Once she had waded to dry land she walked over to Keir, and said, “I think we should wait till we’re free of forest. Luckily, its not a huge tract and hopefully we could be out before sundown.”
While she dried the wiggling Pup she looked around at party, noting that some were eating – like Master Keir, and also noting that Rudolpho hadn’t come back yet. She decided that as much as she would have enjoyed the brief rest she would eat while they were traveling. She said, just loud enough for her nearby companions to hear her, “I think we should get moving again – I’d prefer to be free of the woods before sundown.”
Hopefully they’d collect Rudolpho a little further up the road. Otherwise …. Laurelyn stopped that train of thought, knowing it was no use in buying trouble. If there was any they would simply have to deal with it.
Thomis had spent the short time walking around the site, his lunch a thick slice of cheese between bread, and cold water from the stream.
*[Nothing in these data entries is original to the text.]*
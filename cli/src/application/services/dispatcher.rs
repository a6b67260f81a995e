//! Application service: maps coalesced tasks to remote actions.
//!
//! Every task gets a `dispatch` audit record. Matched tasks are executed on
//! their own tokio task, bounded by a global concurrency limit.

use std::sync::Arc;

use chrono::Local;
use tether_common::{
    ActionResult, AuditRecord, ChangeKind, CoalescedTask, DispatchDecision, FailureReason,
};
use tokio::sync::Semaphore;
use tokio::task::JoinHandle;
use tokio_util::sync::CancellationToken;
use tracing::{debug, info, warn};

use crate::application::ports::{AuditSink, FileDisposer, RemoteConnector};
use crate::application::services::retry::RetryController;
use crate::domain::RuleTable;

/// Result of dispatching one task.
#[derive(Debug)]
pub enum Dispatched {
    /// No rule matched; nothing runs remotely.
    NoOp,
    /// The action is running; the handle yields its terminal result.
    Submitted(JoinHandle<ActionResult>),
}

/// Resolves tasks against the rule table and hands them to the retry
/// controller.
pub struct Dispatcher<C: RemoteConnector> {
    rules: Arc<RuleTable>,
    retry: RetryController<C>,
    audit: Arc<dyn AuditSink>,
    limiter: Arc<Semaphore>,
    disposer: Option<Arc<dyn FileDisposer>>,
    cancel: CancellationToken,
}

impl<C: RemoteConnector> Dispatcher<C> {
    #[must_use]
    pub fn new(
        rules: Arc<RuleTable>,
        retry: RetryController<C>,
        audit: Arc<dyn AuditSink>,
        max_concurrent_tasks: usize,
        cancel: CancellationToken,
    ) -> Self {
        Self {
            rules,
            retry,
            audit,
            limiter: Arc::new(Semaphore::new(max_concurrent_tasks.max(1))),
            disposer: None,
            cancel,
        }
    }

    #[must_use]
    pub fn with_disposer(mut self, disposer: Option<Arc<dyn FileDisposer>>) -> Self {
        self.disposer = disposer;
        self
    }

    /// Record the decision for `task` and start its action if a rule matched.
    ///
    /// Must be called from within a tokio runtime.
    pub fn dispatch(&self, task: CoalescedTask) -> Dispatched {
        let today = task.last_seen.with_timezone(&Local).date_naive();
        let resolution = self.rules.resolve(&task, today);

        let decision = match &resolution {
            Some(r) => DispatchDecision::Matched {
                rule: r.rule.clone(),
                target: r.target_name.clone(),
            },
            None => DispatchDecision::NoMatch,
        };
        let record = AuditRecord::Dispatch {
            task: task.id,
            path: task.path.clone(),
            kind: task.kind,
            decision,
            at: task.last_seen,
        };
        if let Err(e) = self.audit.append(&record) {
            warn!(task = %task.id, error = %e, "failed to write dispatch audit record");
        }

        let Some(resolution) = resolution else {
            debug!(task = %task.id, path = %task.path.display(), "no rule matched");
            return Dispatched::NoOp;
        };
        info!(
            task = %task.id,
            path = %task.path.display(),
            kind = %task.kind,
            rule = %resolution.rule,
            remote = %resolution.target.key(),
            "{}",
            resolution.action.describe()
        );

        let retry = self.retry.clone();
        let limiter = Arc::clone(&self.limiter);
        let disposer = self.disposer.clone();
        let cancel = self.cancel.clone();
        let audit = Arc::clone(&self.audit);

        Dispatched::Submitted(tokio::spawn(async move {
            let permit = tokio::select! {
                biased;
                () = cancel.cancelled() => None,
                permit = limiter.acquire_owned() => permit.ok(),
            };
            let result = match permit {
                Some(_permit) => retry.execute(&task, &resolution).await,
                None => {
                    let result = ActionResult::dead_letter(task.id, 0, FailureReason::Shutdown);
                    if let Err(e) = audit.append(&AuditRecord::Action(result.clone())) {
                        warn!(task = %task.id, error = %e, "failed to write action audit record");
                    }
                    result
                }
            };
            if let Some(disposer) = disposer {
                dispose(disposer, &task, &result).await;
            }
            result
        }))
    }
}

/// Moves the local file on the blocking pool once its task is finished.
/// Never fatal.
async fn dispose(disposer: Arc<dyn FileDisposer>, task: &CoalescedTask, result: &ActionResult) {
    if task.kind == ChangeKind::Deleted || result.reason == Some(FailureReason::Shutdown) {
        return;
    }
    let path = task.path.clone();
    let succeeded = result.is_success();
    let moved = tokio::task::spawn_blocking(move || disposer.dispose(&path, succeeded)).await;
    match moved {
        Ok(Ok(Some(dest))) => {
            debug!(task = %task.id, dest = %dest.display(), "moved finished file");
        }
        Ok(Ok(None)) => {}
        Ok(Err(e)) => warn!(task = %task.id, error = %e, "failed to move finished file"),
        Err(e) => warn!(task = %task.id, error = %e, "file move task failed"),
    }
}
//! tether - run remote actions over SSH when watched files change

#![cfg_attr(test, allow(clippy::expect_used))]

use clap::Parser;
use tracing_subscriber::EnvFilter;

use tether_cli::cli::Cli;

#[tokio::main]
async fn main() {
    let cli = Cli::parse();

    let filter = match &cli.log_level {
        Some(level) => EnvFilter::new(level),
        None => EnvFilter::try_from_default_env().unwrap_or_else(|_| EnvFilter::new("info")),
    };
    tracing_subscriber::fmt()
        .with_env_filter(filter)
        .with_writer(std::io::stderr)
        .with_target(false)
        .init();

    if let Err(e) = cli.run().await {
        eprintln!("Error: {e:#}");
        std::process::exit(1);
    }
}
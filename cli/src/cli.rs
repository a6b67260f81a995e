//! CLI argument parsing with clap derive

use std::path::PathBuf;

use anyhow::Result;
use clap::{Parser, Subcommand};

use crate::app::{AppContext, AppFlags, OutputFlags};
use crate::commands;

/// Run remote actions over SSH when watched files change
#[derive(Parser)]
#[command(
    name = "tether",
    version,
    propagate_version = true,
    subcommand_required = true,
    arg_required_else_help = true
)]
pub struct Cli {
    /// Configuration file
    #[arg(long, global = true, env = "TETHER_CONFIG")]
    pub config: Option<PathBuf>,

    /// Output in JSON format
    #[arg(long, global = true)]
    pub json: bool,

    /// Suppress non-error output
    #[arg(short, long, global = true)]
    pub quiet: bool,

    /// Disable colored output
    #[arg(long, global = true, env = "NO_COLOR")]
    pub no_color: bool,

    /// Diagnostic log filter (overrides RUST_LOG)
    #[arg(long, global = true, value_name = "FILTER")]
    pub log_level: Option<String>,

    #[command(subcommand)]
    pub command: Command,
}

#[derive(Subcommand)]
pub enum Command {
    /// Watch configured roots and run matching actions until Ctrl-C
    Run,

    /// Validate configuration and probe targets
    Check,

    /// Show which rule a path would trigger, without running it
    Match(commands::matching::MatchArgs),

    /// Show version
    Version,
}

impl Cli {
    /// Execute the CLI command.
    ///
    /// # Errors
    ///
    /// Returns an error if the command fails.
    pub async fn run(self) -> Result<()> {
        let Cli {
            config,
            json,
            quiet,
            no_color,
            command,
            ..
        } = self;
        let app = AppContext::new(AppFlags {
            output: OutputFlags {
                no_color,
                quiet,
                json,
            },
            config,
        });
        match command {
            Command::Run => commands::run::run(&app).await,
            Command::Check => commands::check::run(&app).await,
            Command::Match(args) => commands::matching::run(&app, &args),
            Command::Version => commands::version::run(&app),
        }
    }
}
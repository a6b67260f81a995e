//! Unit tests for the preflight service.
//!
//! `check_startup` gates `tether run`; `run_preflight` backs `tether check`
//! and must capture every problem instead of stopping at the first.

#![allow(clippy::expect_used, clippy::unwrap_used)]

use std::path::Path;

use tether_cli::application::services::preflight::{check_startup, run_preflight};
use tether_cli::domain::preflight::collect_issues;
use tether_cli::domain::{AuthRef, ConfigError, StartupError};

use crate::helpers::agent_config;
use crate::mocks::{FakeFs, NoopReporter, StubProbe, StubRunner};

const ROOT: &str = "/srv/inbox";
const IDENTITY: &str = "/home/me/.ssh/id_deploy";

fn healthy_probe() -> StubProbe {
    StubProbe {
        dns: true,
        tcp: true,
    }
}

// ── check_startup ─────────────────────────────────────────────────────────────

#[test]
fn test_check_startup_accepts_existing_root() {
    let config = agent_config(Path::new(ROOT));
    check_startup(&config, &FakeFs::with_dirs(&[ROOT])).expect("startup ok");
}

#[test]
fn test_check_startup_rejects_missing_root() {
    let config = agent_config(Path::new(ROOT));
    let err = check_startup(&config, &FakeFs::default()).unwrap_err();
    assert!(matches!(err, StartupError::WatchRootMissing(_)), "got: {err}");
}

#[test]
fn test_check_startup_rejects_file_as_root() {
    let config = agent_config(Path::new(ROOT));
    let err = check_startup(&config, &FakeFs::default().file(ROOT)).unwrap_err();
    assert!(
        matches!(err, StartupError::WatchRootNotDirectory(_)),
        "got: {err}"
    );
}

#[test]
fn test_check_startup_rejects_invalid_config_first() {
    let mut config = agent_config(Path::new(ROOT));
    config.targets.clear();
    let err = check_startup(&config, &FakeFs::with_dirs(&[ROOT])).unwrap_err();
    assert!(matches!(err, StartupError::Config(ConfigError::NoTargets)));
}

#[test]
fn test_check_startup_rejects_bad_pattern() {
    let mut config = agent_config(Path::new(ROOT));
    config.rules[0].pattern = "(".to_string();
    let err = check_startup(&config, &FakeFs::with_dirs(&[ROOT])).unwrap_err();
    assert!(err.to_string().contains("invalid pattern"), "got: {err}");
}

#[test]
fn test_check_startup_missing_identity_names_target_not_path() {
    let mut config = agent_config(Path::new(ROOT));
    if let Some(target) = config.targets.get_mut("blog") {
        target.auth_ref = AuthRef::new(IDENTITY);
    }
    let err = check_startup(&config, &FakeFs::with_dirs(&[ROOT])).unwrap_err();

    let msg = err.to_string();
    assert!(matches!(err, StartupError::IdentityMissing(_)));
    assert!(msg.contains("'blog'"), "got: {msg}");
    assert!(!msg.contains("id_deploy"), "got: {msg}");

    let fs = FakeFs::with_dirs(&[ROOT]).file(IDENTITY);
    check_startup(&config, &fs).expect("identity present");
}

// ── run_preflight ─────────────────────────────────────────────────────────────

#[tokio::test]
async fn test_run_preflight_all_healthy_has_no_issues() {
    let config = agent_config(Path::new(ROOT));
    let checks = run_preflight(
        &config,
        &NoopReporter,
        &StubRunner { code: 0 },
        &healthy_probe(),
        &FakeFs::with_dirs(&[ROOT]),
    )
    .await;

    assert!(checks.ssh_found);
    assert_eq!(checks.rule_count, 2);
    assert_eq!(checks.targets[0].address, "deploy@web.example.com:22");
    assert!(collect_issues(&checks).is_empty());
}

#[tokio::test]
async fn test_run_preflight_collects_every_problem() {
    let mut config = agent_config(Path::new(ROOT));
    if let Some(target) = config.targets.get_mut("blog") {
        target.auth_ref = AuthRef::new(IDENTITY);
    }
    let checks = run_preflight(
        &config,
        &NoopReporter,
        &StubRunner { code: 127 },
        &StubProbe {
            dns: true,
            tcp: false,
        },
        &FakeFs::default(),
    )
    .await;

    assert!(!checks.ssh_found);
    assert!(!checks.roots[0].exists);
    assert!(!checks.targets[0].reachable);
    assert!(!checks.targets[0].identity_present);
    let issues = collect_issues(&checks);
    assert_eq!(issues.len(), 4, "got: {issues:?}");
    assert!(issues.iter().all(|i| !i.contains("id_deploy")));
}

#[tokio::test]
async fn test_run_preflight_skips_tcp_when_dns_fails() {
    let config = agent_config(Path::new(ROOT));
    let checks = run_preflight(
        &config,
        &NoopReporter,
        &StubRunner { code: 0 },
        &StubProbe {
            dns: false,
            tcp: true,
        },
        &FakeFs::with_dirs(&[ROOT]),
    )
    .await;

    assert!(!checks.targets[0].dns);
    assert!(!checks.targets[0].reachable);
    assert_eq!(collect_issues(&checks).len(), 1);
}

#[tokio::test]
async fn test_run_preflight_reports_config_error_without_failing() {
    let mut config = agent_config(Path::new(ROOT));
    config.rules[1].target = "docs".to_string();
    let checks = run_preflight(
        &config,
        &NoopReporter,
        &StubRunner { code: 0 },
        &healthy_probe(),
        &FakeFs::with_dirs(&[ROOT]),
    )
    .await;

    let err = checks.config_error.as_deref().expect("config error");
    assert!(err.contains("unknown target 'docs'"), "got: {err}");
    assert_eq!(checks.rule_count, 0);
}
//! OpenSSH implementation of the `RemoteConnector` port.
//!
//! Each session is an OpenSSH ControlMaster: `connect` starts a backgrounded
//! master on a private control socket, and every command or upload is a
//! short-lived `ssh -S <socket>` client multiplexed over it. Credentials are
//! passed to ssh as arguments and never logged.

use std::borrow::Cow;
use std::path::{Path, PathBuf};
use std::sync::atomic::{AtomicU64, Ordering};
use std::time::Duration;

use anyhow::Context;
use tracing::debug;

use crate::application::ports::{CommandRunner, NetworkProbe, RemoteConnector, RemoteOutput};
use crate::domain::{RemoteError, RemoteTarget};
use crate::infra::command_runner::CommandTimeout;

/// ssh's own exit code for connection-level failures.
const SSH_CONNECTION_FAILURE: i32 = 255;

/// Upper bound for `-O check` / `-O exit` control commands.
const CONTROL_TIMEOUT: Duration = Duration::from_secs(10);

/// Timeouts used by [`OpenSshConnector`].
#[derive(Debug, Clone, Copy)]
pub struct SshTimeouts {
    pub connect: Duration,
    pub command: Duration,
    pub preflight: Duration,
}

/// A live ControlMaster.
#[derive(Debug)]
pub struct OpenSshSession {
    target: RemoteTarget,
    control_path: PathBuf,
}

impl OpenSshSession {
    #[must_use]
    pub fn control_path(&self) -> &Path {
        &self.control_path
    }
}

/// Drives the system `ssh` binary through a [`CommandRunner`].
pub struct OpenSshConnector<R, P> {
    runner: R,
    probe: P,
    control_dir: PathBuf,
    timeouts: SshTimeouts,
    next_socket: AtomicU64,
}

impl<R: CommandRunner, P: NetworkProbe> OpenSshConnector<R, P> {
    #[must_use]
    pub fn new(runner: R, probe: P, control_dir: PathBuf, timeouts: SshTimeouts) -> Self {
        Self {
            runner,
            probe,
            control_dir,
            timeouts,
            next_socket: AtomicU64::new(1),
        }
    }

    fn next_control_path(&self) -> PathBuf {
        // Unix socket paths are short; keep the file name compact.
        let n = self.next_socket.fetch_add(1, Ordering::SeqCst);
        self.control_dir
            .join(format!("{}-{n}.sock", std::process::id()))
    }

    fn master_args(&self, target: &RemoteTarget, control_path: &Path) -> Vec<String> {
        let mut args = vec![
            "-M".to_string(),
            "-S".to_string(),
            control_path.to_string_lossy().into_owned(),
            "-o".to_string(),
            "ControlPersist=yes".to_string(),
            "-o".to_string(),
            "BatchMode=yes".to_string(),
            "-o".to_string(),
            format!("ConnectTimeout={}", self.timeouts.connect.as_secs().max(1)),
            "-o".to_string(),
            "StrictHostKeyChecking=accept-new".to_string(),
            "-o".to_string(),
            "ServerAliveInterval=15".to_string(),
            "-p".to_string(),
            target.port.to_string(),
        ];
        if let Some(identity) = target.auth_ref.identity_file() {
            args.push("-i".to_string());
            args.push(identity.to_string_lossy().into_owned());
            args.push("-o".to_string());
            args.push("IdentitiesOnly=yes".to_string());
        }
        args.extend(["-f".to_string(), "-N".to_string(), target.destination()]);
        args
    }

    fn client_args(session: &OpenSshSession, remote_command: &str) -> Vec<String> {
        vec![
            "-S".to_string(),
            session.control_path.to_string_lossy().into_owned(),
            "-o".to_string(),
            "ControlMaster=no".to_string(),
            "-o".to_string(),
            "BatchMode=yes".to_string(),
            "-p".to_string(),
            session.target.port.to_string(),
            session.target.destination(),
            "--".to_string(),
            remote_command.to_string(),
        ]
    }

    fn control_args<'a>(session: &'a OpenSshSession, op: &'a str) -> Vec<Cow<'a, str>> {
        vec![
            Cow::Borrowed("-S"),
            session.control_path.to_string_lossy(),
            Cow::Borrowed("-O"),
            Cow::Borrowed(op),
            Cow::Owned(session.target.destination()),
        ]
    }

    fn map_run_error(target: &RemoteTarget, err: &anyhow::Error) -> RemoteError {
        match err.downcast_ref::<CommandTimeout>() {
            Some(timeout) => RemoteError::Timeout {
                target: target.key().to_string(),
                seconds: timeout.timeout.as_secs(),
            },
            None => RemoteError::Spawn {
                program: "ssh".to_string(),
                message: format!("{err:#}"),
            },
        }
    }

    fn into_remote_output(
        target: &RemoteTarget,
        output: &std::process::Output,
    ) -> Result<RemoteOutput, RemoteError> {
        let exit_code = output.status.code().unwrap_or(-1);
        let stderr = String::from_utf8_lossy(&output.stderr).into_owned();
        if exit_code == SSH_CONNECTION_FAILURE {
            let message = stderr
                .lines()
                .rev()
                .find(|l| !l.trim().is_empty())
                .unwrap_or("connection lost")
                .trim()
                .to_string();
            return Err(RemoteError::Disconnected {
                target: target.key().to_string(),
                message,
            });
        }
        Ok(RemoteOutput {
            exit_code,
            stdout: String::from_utf8_lossy(&output.stdout).into_owned(),
            stderr,
        })
    }

    async fn run_client(
        &self,
        session: &OpenSshSession,
        remote_command: &str,
        stdin: Option<&[u8]>,
    ) -> Result<RemoteOutput, RemoteError> {
        let owned = Self::client_args(session, remote_command);
        let args: Vec<&str> = owned.iter().map(String::as_str).collect();
        let result = match stdin {
            Some(input) => {
                self.runner
                    .run_with_stdin("ssh", &args, input, self.timeouts.command)
                    .await
            }
            None => {
                self.runner
                    .run_with_timeout("ssh", &args, self.timeouts.command)
                    .await
            }
        };
        match result {
            Ok(output) => Self::into_remote_output(&session.target, &output),
            Err(e) => Err(Self::map_run_error(&session.target, &e)),
        }
    }
}

/// `mkdir -p <dir> && cat > <tmp> && mv -f <tmp> <path>`, every path quoted.
#[must_use]
pub fn upload_script(remote_path: &str) -> String {
    let quote = |s: &str| shell_escape::unix::escape(Cow::Borrowed(s)).into_owned();
    let tmp = format!("{remote_path}.tether-part");
    let mut script = String::new();
    if let Some((dir, _)) = remote_path.rsplit_once('/') {
        if !dir.is_empty() {
            script.push_str(&format!("mkdir -p {} && ", quote(dir)));
        }
    }
    script.push_str(&format!(
        "cat > {tmp} && mv -f {tmp} {path}",
        tmp = quote(&tmp),
        path = quote(remote_path)
    ));
    script
}

fn ensure_private_dir(dir: &Path) -> anyhow::Result<()> {
    std::fs::create_dir_all(dir).with_context(|| format!("cannot create {}", dir.display()))?;
    #[cfg(unix)]
    {
        use std::os::unix::fs::PermissionsExt;
        std::fs::set_permissions(dir, std::fs::Permissions::from_mode(0o700))
            .with_context(|| format!("cannot set permissions on {}", dir.display()))?;
    }
    Ok(())
}

impl<R, P> RemoteConnector for OpenSshConnector<R, P>
where
    R: CommandRunner + 'static,
    P: NetworkProbe + 'static,
{
    type Session = OpenSshSession;

    async fn connect(&self, target: &RemoteTarget) -> Result<OpenSshSession, RemoteError> {
        let key = target.key().to_string();
        let reachable = self
            .probe
            .check_tcp_connectivity(&target.host, target.port, self.timeouts.preflight)
            .await
            .unwrap_or(false);
        if !reachable {
            return Err(RemoteError::Connect {
                target: key,
                message: format!("{}:{} is unreachable", target.host, target.port),
            });
        }
        if let Some(identity) = target.auth_ref.identity_file() {
            if !identity.exists() {
                return Err(RemoteError::Connect {
                    target: key,
                    message: "identity file is missing".to_string(),
                });
            }
        }
        ensure_private_dir(&self.control_dir).map_err(|e| RemoteError::Spawn {
            program: "ssh".to_string(),
            message: format!("{e:#}"),
        })?;

        let control_path = self.next_control_path();
        let owned = self.master_args(target, &control_path);
        let args: Vec<&str> = owned.iter().map(String::as_str).collect();
        debug!(remote = %key, "starting ssh control master");

        let status = self
            .runner
            .run_status("ssh", &args, self.timeouts.connect + Duration::from_secs(5))
            .await
            .map_err(|e| Self::map_run_error(target, &e))?;
        if !status.success() {
            return Err(RemoteError::Connect {
                target: key,
                message: match status.code() {
                    Some(code) => format!("ssh exited with status {code}"),
                    None => "ssh terminated by signal".to_string(),
                },
            });
        }
        Ok(OpenSshSession {
            target: target.clone(),
            control_path,
        })
    }

    async fn exec(
        &self,
        session: &OpenSshSession,
        command: &str,
    ) -> Result<RemoteOutput, RemoteError> {
        self.run_client(session, command, None).await
    }

    async fn push(
        &self,
        session: &OpenSshSession,
        local: &Path,
        front_matter: Option<&str>,
        remote_path: &str,
    ) -> Result<RemoteOutput, RemoteError> {
        let body = tokio::fs::read(local)
            .await
            .map_err(|e| RemoteError::LocalFile {
                path: local.to_path_buf(),
                message: e.to_string(),
            })?;
        let bytes = match front_matter {
            Some(header) => [header.as_bytes(), body.as_slice()].concat(),
            None => body,
        };
        debug!(remote = %session.target.key(), bytes = bytes.len(), "uploading file");
        self.run_client(session, &upload_script(remote_path), Some(&bytes))
            .await
    }

    async fn check(&self, session: &OpenSshSession) -> bool {
        let args = Self::control_args(session, "check");
        let args: Vec<&str> = args.iter().map(AsRef::as_ref).collect();
        self.runner
            .run_with_timeout("ssh", &args, CONTROL_TIMEOUT)
            .await
            .is_ok_and(|out| out.status.success())
    }

    async fn close(&self, session: &OpenSshSession) {
        let args = Self::control_args(session, "exit");
        let args: Vec<&str> = args.iter().map(AsRef::as_ref).collect();
        if let Err(e) = self
            .runner
            .run_with_timeout("ssh", &args, CONTROL_TIMEOUT)
            .await
        {
            debug!(remote = %session.target.key(), error = %e, "ssh control exit failed");
        }
    }
}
The boy, Rudolpho, had scampered off, but the jester had followed not too far behind—and all in all, Thomis thought that if the boy needed anyone to intervene on his behalf, Jacques would be more than competent to the to the problem.
The Oath-bound nodded to Laurelyn, smiling a bit at the sight of the towel-wrapped puppy. The creature did not seem too disturbed at his predicament, though he did stretch his nose out to sniff hopefully at the others’ meals.
Brendan stopped a few hundred yards down the path from where he had encountered the strange travellers, and dropped his bag to the ground in disgust. “Ay me. They told there was odd groups in these parts…” He noticed that the crows that had been crying up in the trees had moved further down the road, perhaps finding some prey or dead carcass to raid in the thickly forested areas. With the sound of crows now distant, the trees above him seemed eerily silent but for the creaking of trees bending with an invisible wind. He chided himself for being intimidated by mere silence and sat himself down on his bag to think for a moment. When he looked up, the bandits were upon him. He only had time for a strangled scream before darkness overcame him.